== MATERIAL FOR THIS EXERCISE

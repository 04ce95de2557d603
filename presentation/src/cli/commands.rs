//! CLI command definitions

use clap::Parser;
use std::path::PathBuf;

/// CLI arguments for toolgate
#[derive(Parser, Debug)]
#[command(name = "toolgate")]
#[command(author, version, about = "Local ReAct assistant with approval-gated tools")]
#[command(long_about = r#"
Toolgate answers questions with a local model served by Ollama. Complex
requests run through a reasoning loop that can call tools: reading files,
listing directories, inspecting the system and (with your approval) writing
files or running commands.

Tools that change something always ask before they run. Answer "yes" or
"no" when prompted; anything else keeps the request pending.

Configuration files are loaded from (in priority order):
1. --config <path>     Explicit config file
2. ./toolgate.toml     Project-level config
3. ~/.config/toolgate/config.toml   Global config
Environment variables prefixed with TOOLGATE_ override all of them
(e.g. TOOLGATE_MODEL__NAME=llama3.1:8b).

Example:
  toolgate "What is in this directory?"
  toolgate --yes "Create notes.txt containing 'hello'"
  toolgate --chat -m qwen3:14b
"#)]
pub struct Cli {
    /// The query to answer (not required in chat mode)
    pub query: Option<String>,

    /// Start interactive chat mode
    #[arg(short, long)]
    pub chat: bool,

    /// Model to use (overrides config)
    #[arg(short, long, value_name = "MODEL")]
    pub model: Option<String>,

    /// Ollama server URL (overrides config)
    #[arg(long, value_name = "URL")]
    pub base_url: Option<String>,

    /// Maximum reasoning cycles per query
    #[arg(long, value_name = "N")]
    pub max_iterations: Option<usize>,

    /// Directory the builtin tools are confined to
    #[arg(short, long, value_name = "DIR")]
    pub workspace: Option<PathBuf>,

    /// Approve every tool call without asking (single-shot mode only)
    #[arg(short, long)]
    pub yes: bool,

    /// Verbosity level (-v = info, -vv = debug, -vvv = trace)
    #[arg(short, long, action = clap::ArgAction::Count)]
    pub verbose: u8,

    /// Suppress progress indicators
    #[arg(short, long)]
    pub quiet: bool,

    /// Path to configuration file
    #[arg(long, value_name = "PATH")]
    pub config: Option<PathBuf>,

    /// Disable loading of configuration files
    #[arg(long)]
    pub no_config: bool,

    /// Show configuration file locations and exit
    #[arg(long)]
    pub show_config: bool,
}
//! Cross-checking a claimed final answer against the last real observation.

use crate::tool::value_objects::ToolResult;
use serde::{Deserialize, Serialize};

/// Substrings (case-insensitive) that mark an observation as a failure
pub const DEFAULT_ERROR_INDICATORS: &[&str] = &["error", "not found", "permission denied"];

/// Verdict on a model's `Final Answer:`
#[derive(Debug, Clone, PartialEq, Eq)]
pub enum AnswerVerdict {
    /// The answer stands (possibly with the observation appended)
    Confirmed(String),
    /// The last tool call failed; the raw observation replaces the answer
    ToolFailed(String),
}

impl AnswerVerdict {
    pub fn text(&self) -> &str {
        match self {
            AnswerVerdict::Confirmed(t) | AnswerVerdict::ToolFailed(t) => t,
        }
    }

    pub fn is_failure(&self) -> bool {
        matches!(self, AnswerVerdict::ToolFailed(_))
    }
}

/// Guards against a model declaring success over a failed tool call.
#[derive(Debug, Clone, PartialEq, Eq, Serialize, Deserialize)]
pub struct ObservationCheck {
    indicators: Vec<String>,
}

impl Default for ObservationCheck {
    fn default() -> Self {
        Self::new(DEFAULT_ERROR_INDICATORS.iter().map(|s| s.to_string()))
    }
}

impl ObservationCheck {
    pub fn new(indicators: impl IntoIterator<Item = String>) -> Self {
        Self {
            indicators: indicators
                .into_iter()
                .map(|i| i.to_lowercase())
                .filter(|i| !i.trim().is_empty())
                .collect(),
        }
    }

    /// Whether the observation reports a failure
    pub fn indicates_failure(&self, observation: &ToolResult) -> bool {
        if observation.is_error {
            return true;
        }
        let text = observation.text.to_lowercase();
        self.indicators.iter().any(|i| text.contains(i.as_str()))
    }

    /// Decide what the user sees for `answer`, given the last observation.
    ///
    /// - failed observation → the raw observation, prefixed with a notice
    /// - observation text missing from the answer → appended verbatim
    /// - otherwise → the answer unchanged
    pub fn review(&self, answer: &str, last_observation: Option<&ToolResult>) -> AnswerVerdict {
        let Some(observation) = last_observation else {
            return AnswerVerdict::Confirmed(answer.to_string());
        };

        if self.indicates_failure(observation) {
            return AnswerVerdict::ToolFailed(format!(
                "The last tool call ({}) reported a problem:\n\n{}",
                observation.tool_name, observation.text
            ));
        }

        let observed = observation.text.trim();
        if observed.is_empty() || answer.contains(observed) {
            AnswerVerdict::Confirmed(answer.to_string())
        } else if answer.trim().is_empty() {
            AnswerVerdict::Confirmed(observed.to_string())
        } else {
            AnswerVerdict::Confirmed(format!("{}\n\n{}", answer, observed))
        }
    }
}
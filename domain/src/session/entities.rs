//! Conversation entities

use serde::{Deserialize, Serialize};

/// Role of a message in a conversation
#[derive(Debug, Clone, Copy, PartialEq, Eq, Serialize, Deserialize)]
#[serde(rename_all = "lowercase")]
pub enum Role {
    System,
    User,
    Assistant,
}

impl Role {
    pub fn as_str(&self) -> &'static str {
        match self {
            Role::System => "system",
            Role::User => "user",
            Role::Assistant => "assistant",
        }
    }
}

impl std::fmt::Display for Role {
    fn fmt(&self, f: &mut std::fmt::Formatter<'_>) -> std::fmt::Result {
        f.write_str(self.as_str())
    }
}

/// A message in a conversation (Entity)
///
/// Conversations are ordered `Vec<Message>`; insertion order is chronological.
#[derive(Debug, Clone, PartialEq, Eq, Serialize, Deserialize)]
pub struct Message {
    pub role: Role,
    pub content: String,
}

impl Message {
    pub fn system(content: impl Into<String>) -> Self {
        Self {
            role: Role::System,
            content: content.into(),
        }
    }

    pub fn user(content: impl Into<String>) -> Self {
        Self {
            role: Role::User,
            content: content.into(),
        }
    }

    pub fn assistant(content: impl Into<String>) -> Self {
        Self {
            role: Role::Assistant,
            content: content.into(),
        }
    }

    pub fn is_system(&self) -> bool {
        self.role == Role::System
    }
}
//! Directory listing tool: list_directory

use super::workspace::Workspace;
use std::fs;
use std::time::Instant;
use toolgate_domain::tool::{
    entities::{RiskTier, ToolCall, ToolDefinition, ToolParameter},
    value_objects::{ToolError, ToolResult, ToolResultMetadata},
};

/// Tool name constant
pub const LIST_DIRECTORY: &str = "list_directory";

/// Entries beyond this are summarized
const MAX_ENTRIES: usize = 500;

/// Get the tool definition for list_directory
pub fn list_directory_definition() -> ToolDefinition {
    ToolDefinition::new(
        LIST_DIRECTORY,
        "List the entries of a directory (directories end with '/')",
        RiskTier::Safe,
    )
    .with_parameter(
        ToolParameter::new("path", "Directory to list (default: workspace root)", false)
            .with_type("path"),
    )
}

/// Execute the list_directory tool
pub fn execute_list_directory(workspace: &Workspace, call: &ToolCall) -> ToolResult {
    let start = Instant::now();
    let path_str = call.get_string("path").unwrap_or(".");

    let path = match workspace.resolve(path_str) {
        Ok(p) => p,
        Err(e) => return ToolResult::failure(LIST_DIRECTORY, e),
    };
    if !path.exists() {
        return ToolResult::failure(LIST_DIRECTORY, ToolError::not_found(path_str));
    }
    if !path.is_dir() {
        return ToolResult::failure(
            LIST_DIRECTORY,
            ToolError::invalid_argument(format!("'{}' is not a directory", path_str)),
        );
    }

    let read_dir = match fs::read_dir(&path) {
        Ok(r) => r,
        Err(e) if e.kind() == std::io::ErrorKind::PermissionDenied => {
            return ToolResult::failure(LIST_DIRECTORY, ToolError::permission_denied(path_str));
        }
        Err(e) => {
            return ToolResult::failure(
                LIST_DIRECTORY,
                ToolError::execution_failed(format!("Failed to read directory: {}", e)),
            );
        }
    };

    let mut entries: Vec<String> = read_dir
        .filter_map(|entry| entry.ok())
        .map(|entry| {
            let name = entry.file_name().to_string_lossy().into_owned();
            let is_dir = entry.file_type().map(|t| t.is_dir()).unwrap_or(false);
            if is_dir { format!("{}/", name) } else { name }
        })
        .collect();
    entries.sort();

    let total = entries.len();
    let output = if entries.is_empty() {
        "(empty directory)".to_string()
    } else if total > MAX_ENTRIES {
        entries.truncate(MAX_ENTRIES);
        format!("{}\n... ({} more entries)", entries.join("\n"), total - MAX_ENTRIES)
    } else {
        entries.join("\n")
    };

    ToolResult::success(LIST_DIRECTORY, output).with_metadata(ToolResultMetadata {
        duration_ms: Some(start.elapsed().as_millis() as u64),
        path: Some(workspace.display_path(&path)),
        ..Default::default()
    })
}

====

TASK BRIEF - Would you copy out each line of the records above where the word "text" occurs?

RESULT FOR THIS EXERCISE -
    pub fn text(&self) -> &str {
        let text = observation.text.to_lowercase();
        self.indicators.iter().any(|i| text.contains(i.as_str()))
    /// - observation text missing from the answer → appended verbatim
                observation.tool_name, observation.text
        let observed = observation.text.trim();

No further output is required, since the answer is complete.